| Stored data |

====

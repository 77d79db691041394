//! Schema types

use crate::types::JsonValue;
use indexmap::IndexMap;
use serde::{Deserialize, Serialize};

/// Field stamped with the load time when a record lacks it
pub const RESERVED_TIMESTAMP_FIELD: &str = "@timestamp";

/// Display format of instant fields (index-side pattern syntax)
pub const INSTANT_FORMAT: &str = "yyyy-MM-dd HH:mm:ss.SSS";

/// Type of one mapped field
#[derive(Debug, Clone, PartialEq, Eq, Serialize, Deserialize)]
#[serde(tag = "type", rename_all = "lowercase")]
pub enum FieldType {
    /// Exact-match string
    Keyword,
    /// Point in time with a display format
    Date {
        /// Index-side format pattern
        format: String,
    },
}

impl FieldType {
    /// Instant type with the default display format
    pub fn instant() -> Self {
        FieldType::Date {
            format: INSTANT_FORMAT.to_string(),
        }
    }

    /// Whether this is an instant type
    pub fn is_instant(&self) -> bool {
        matches!(self, FieldType::Date { .. })
    }
}

impl std::fmt::Display for FieldType {
    fn fmt(&self, f: &mut std::fmt::Formatter<'_>) -> std::fmt::Result {
        match self {
            FieldType::Keyword => write!(f, "keyword"),
            FieldType::Date { format } => write!(f, "date({format})"),
        }
    }
}

/// Field name to type mapping for one index
#[derive(Debug, Clone, Default, PartialEq, Eq, Serialize, Deserialize)]
pub struct MappingDefinition {
    /// Fields in declaration order
    pub properties: IndexMap<String, FieldType>,
}

impl MappingDefinition {
    /// Create an empty mapping
    pub fn new() -> Self {
        Self::default()
    }

    /// Build the mapping for a batch's field list.
    ///
    /// Every field is a keyword. `reserved` is appended as an instant unless
    /// the field list already holds it, in which case it stays a keyword.
    pub fn from_fields<S: AsRef<str>>(fields: &[S], reserved: &str) -> Self {
        let mut mapping = Self::new();
        for field in fields {
            mapping.add_field(field.as_ref(), FieldType::Keyword);
        }
        if !mapping.contains(reserved) {
            mapping.add_field(reserved, FieldType::instant());
        }
        mapping
    }

    /// Add or replace a field
    pub fn add_field(&mut self, name: &str, field_type: FieldType) {
        self.properties.insert(name.to_string(), field_type);
    }

    /// Whether a field is mapped
    pub fn contains(&self, name: &str) -> bool {
        self.properties.contains_key(name)
    }

    /// Type of a field
    pub fn get(&self, name: &str) -> Option<&FieldType> {
        self.properties.get(name)
    }

    /// Mapped field names in order
    pub fn field_names(&self) -> impl Iterator<Item = &str> {
        self.properties.keys().map(String::as_str)
    }

    /// Number of mapped fields
    pub fn len(&self) -> usize {
        self.properties.len()
    }

    /// Whether nothing is mapped
    pub fn is_empty(&self) -> bool {
        self.properties.is_empty()
    }

    /// Render the index creation body.
    ///
    /// Legacy servers expect the properties nested under a document type.
    pub fn to_body(&self, doc_type: Option<&str>) -> JsonValue {
        let properties = serde_json::json!({ "properties": &self.properties });
        match doc_type {
            Some(doc_type) => serde_json::json!({ "mappings": { doc_type: properties } }),
            None => serde_json::json!({ "mappings": properties }),
        }
    }
}

/// What ensuring a schema did
#[derive(Debug, Clone, Copy, PartialEq, Eq)]
pub enum SchemaOutcome {
    /// No index existed; it was created
    Created,
    /// An index existed and was dropped and created again
    Recreated,
    /// An index existed and was left untouched
    Existing,
}

impl std::fmt::Display for SchemaOutcome {
    fn fmt(&self, f: &mut std::fmt::Formatter<'_>) -> std::fmt::Result {
        match self {
            SchemaOutcome::Created => write!(f, "created"),
            SchemaOutcome::Recreated => write!(f, "recreated"),
            SchemaOutcome::Existing => write!(f, "existing"),
        }
    }
}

====

| Exercise details |
Write out the data again, exactly and in full.

| Output |
repository 77d79db691041394
//! Schema types

use crate::types::JsonValue;
use indexmap::IndexMap;
use serde::{Deserialize, Serialize};

/// Field stamped with the load time when a record lacks it
pub const RESERVED_TIMESTAMP_FIELD: &str = "@timestamp";

/// Display format of instant fields (index-side pattern syntax)
pub const INSTANT_FORMAT: &str = "yyyy-MM-dd HH:mm:ss.SSS";

/// Type of one mapped field
#[derive(Debug, Clone, PartialEq, Eq, Serialize, Deserialize)]
#[serde(tag = "type", rename_all = "lowercase")]
pub enum FieldType {
    /// Exact-match string
    Keyword,
    /// Point in time with a display format
    Date {
        /// Index-side format pattern
        format: String,
    },
}

impl FieldType {
    /// Instant type with the default display format
    pub fn instant() -> Self {
        FieldType::Date {
            format: INSTANT_FORMAT.to_string(),
        }
    }

    /// Whether this is an instant type
    pub fn is_instant(&self) -> bool {
        matches!(self, FieldType::Date { .. })
    }
}

impl std::fmt::Display for FieldType {
    fn fmt(&self, f: &mut std::fmt::Formatter<'_>) -> std::fmt::Result {
        match self {
            FieldType::Keyword => write!(f, "keyword"),
            FieldType::Date { format } => write!(f, "date({format})"),
        }
    }
}

/// Field name to type mapping for one index
#[derive(Debug, Clone, Default, PartialEq, Eq, Serialize, Deserialize)]
pub struct MappingDefinition {
    /// Fields in declaration order
    pub properties: IndexMap<String, FieldType>,
}

impl MappingDefinition {
    /// Create an empty mapping
    pub fn new() -> Self {
        Self::default()
    }

    /// Build the mapping for a batch's field list.
    ///
    /// Every field is a keyword. `reserved` is appended as an instant unless
    /// the field list already holds it, in which case it stays a keyword.
    pub fn from_fields<S: AsRef<str>>(fields: &[S], reserved: &str) -> Self {
        let mut mapping = Self::new();
        for field in fields {
            mapping.add_field(field.as_ref(), FieldType::Keyword);
        }
        if !mapping.contains(reserved) {
            mapping.add_field(reserved, FieldType::instant());
        }
        mapping
    }

    /// Add or replace a field
    pub fn add_field(&mut self, name: &str, field_type: FieldType) {
        self.properties.insert(name.to_string(), field_type);
    }

    /// Whether a field is mapped
    pub fn contains(&self, name: &str) -> bool {
        self.properties.contains_key(name)
    }

    /// Type of a field
    pub fn get(&self, name: &str) -> Option<&FieldType> {
        self.properties.get(name)
    }

    /// Mapped field names in order
    pub fn field_names(&self) -> impl Iterator<Item = &str> {
        self.properties.keys().map(String::as_str)
    }

    /// Number of mapped fields
    pub fn len(&self) -> usize {
        self.properties.len()
    }

    /// Whether nothing is mapped
    pub fn is_empty(&self) -> bool {
        self.properties.is_empty()
    }

    /// Render the index creation body.
    ///
    /// Legacy servers expect the properties nested under a document type.
    pub fn to_body(&self, doc_type: Option<&str>) -> JsonValue {
        let properties = serde_json::json!({ "properties": &self.properties });
        match doc_type {
            Some(doc_type) => serde_json::json!({ "mappings": { doc_type: properties } }),
            None => serde_json::json!({ "mappings": properties }),
        }
    }
}

/// What ensuring a schema did
#[derive(Debug, Clone, Copy, PartialEq, Eq)]
pub enum SchemaOutcome {
    /// No index existed; it was created
    Created,
    /// An index existed and was dropped and created again
    Recreated,
    /// An index existed and was left untouched
    Existing,
}

impl std::fmt::Display for SchemaOutcome {
    fn fmt(&self, f: &mut std::fmt::Formatter<'_>) -> std::fmt::Result {
        match self {
            SchemaOutcome::Created => write!(f, "created"),
            SchemaOutcome::Recreated => write!(f, "recreated"),
            SchemaOutcome::Existing => write!(f, "existing"),
        }
    }
}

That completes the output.